James

James is a 67yo male with a long history of hypertension and recurrent polysubstance abuse, including recent crack cocaine. His home health nurse arrived to find him confused and in severe respiratory distress. On arrival in the ED he was immediately intubated, and after obtaining a CXR, baseline labs and cultures, he was transferred to the ICU. He is diagnosed with pneumonia and sepsis, and is started on broad spectrum antibiotics, along with norepinephrine for hypotension. He develops hypoxemia, poorly responsive to increased ventilator support, sedation and paralysis, and prone positioning, and is no anuric. The ICU team calls you to consider him for ECMO.
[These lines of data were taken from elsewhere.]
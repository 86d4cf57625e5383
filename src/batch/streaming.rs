//! Constant-memory batch runs.
//!
//! Sequences are pulled from the source one at a time, designed, and every
//! result is handed to the sink before the next sequence is read. At most one
//! sequence's results are held in memory at any point.

use std::time::Instant;

use tracing::{info, warn};

use crate::batch::CancelFlag;
use crate::batch::orchestrator::{BatchOrchestrator, ItemOutcome, Progress};
use crate::config::ConfigBundle;
use crate::domain::{FailureKind, ItemFailure};
use crate::engine::PrimerDesignEngine;
use crate::error::{BatchError, EngineError, IngestError};
use crate::io::export::ResultSink;
use crate::io::ingest::{DEFAULT_MIN_LENGTH, RawSequence};

#[derive(Debug, Clone, Default, PartialEq)]
pub struct StreamSummary {
    /// Valid sequences handed to the per-item pipeline.
    pub attempted: usize,
    /// Sequences with at least one written result.
    pub succeeded: usize,
    /// Raw records rejected by the validator and skipped.
    pub invalid: usize,
    pub results_written: usize,
    pub failures: Vec<ItemFailure>,
    /// True when the run stopped early because of cancellation.
    pub cancelled: bool,
}

impl StreamSummary {
    pub fn success_rate(&self) -> f64 {
        if self.attempted == 0 {
            0.0
        } else {
            self.succeeded as f64 / self.attempted as f64
        }
    }
}

pub struct StreamingPipeline<E> {
    orchestrator: BatchOrchestrator<E>,
    min_length: usize,
}

impl<E: PrimerDesignEngine> StreamingPipeline<E> {
    pub fn new(engine: E, config: ConfigBundle) -> Self {
        Self {
            orchestrator: BatchOrchestrator::new(engine, config),
            min_length: DEFAULT_MIN_LENGTH,
        }
    }

    pub fn pairs_per_sequence(mut self, n: usize) -> Result<Self, EngineError> {
        self.orchestrator = self.orchestrator.pairs_per_sequence(n)?;
        Ok(self)
    }

    pub fn min_length(mut self, min_length: usize) -> Self {
        self.min_length = min_length;
        self
    }

    pub fn cancel_flag(mut self, flag: CancelFlag) -> Self {
        self.orchestrator = self.orchestrator.cancel_flag(flag);
        self
    }

    /// Design primers for every record from `source`, writing into `sink`.
    ///
    /// The sink is finished on success and dropped (releasing the
    /// destination) on any error.
    pub fn run<I, S>(&self, source: I, mut sink: S) -> Result<StreamSummary, BatchError>
    where
        I: IntoIterator<Item = Result<RawSequence, IngestError>>,
        S: ResultSink,
    {
        let started = Instant::now();
        info!("starting streaming primer design");

        let mut ctx = Ok(self.orchestrator.new_context()?);
        let progress = Progress::new(0);
        let mut summary = StreamSummary::default();

        for raw in source {
            let raw = raw?;
            let record = match raw.validate(self.min_length) {
                Ok(record) => record,
                Err(reason) => {
                    warn!(id = %raw.id, %reason, "skipping invalid sequence");
                    summary.invalid += 1;
                    continue;
                }
            };

            let outcome = self.orchestrator.process_item(&mut ctx, &record);
            if !outcome.is_attempted() {
                summary.cancelled = true;
                info!(
                    results = sink.written(),
                    "streaming run cancelled; remaining sequences not started"
                );
                break;
            }
            summary.attempted += 1;

            match outcome {
                ItemOutcome::Designed { results, .. } => {
                    for r in &results {
                        sink.write(r)?;
                    }
                    summary.succeeded += 1;
                }
                ItemOutcome::Failed(f) => summary.failures.push(f),
            }
            progress.tick();
        }

        summary.results_written = sink.finish()?;
        info!(
            succeeded = summary.succeeded,
            attempted = summary.attempted,
            invalid = summary.invalid,
            results = summary.results_written,
            no_primers = summary
                .failures
                .iter()
                .filter(|f| f.kind == FailureKind::NoPrimers)
                .count(),
            elapsed_ms = started.elapsed().as_millis() as u64,
            "streaming design complete"
        );
        Ok(summary)
    }
}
Ventilator - 100% FiO2, Rate of 24, PIP 36, PEEP 14

Pertinent Labs - WBC 3.9K (86% Segs, 5% bands), Plts 45K, BUN/CR 68/3.3, ALT/AST 1350/ 1600, CK 26,000, serum myoglobin 21,000. Albumin 1.2. Urine + cocaine.

ABG - 7.28 / 74 / 58 / 32 / 1 / 84% / Lactate 8.0

Transthoracic Echocardiogram - Severe LVH and moderate global LV dysfunction with an EF approximately 40%. Normal RV function. No TR to estimate PA pressures. No valvular stenosis or insufficiency. No pericardial effusion.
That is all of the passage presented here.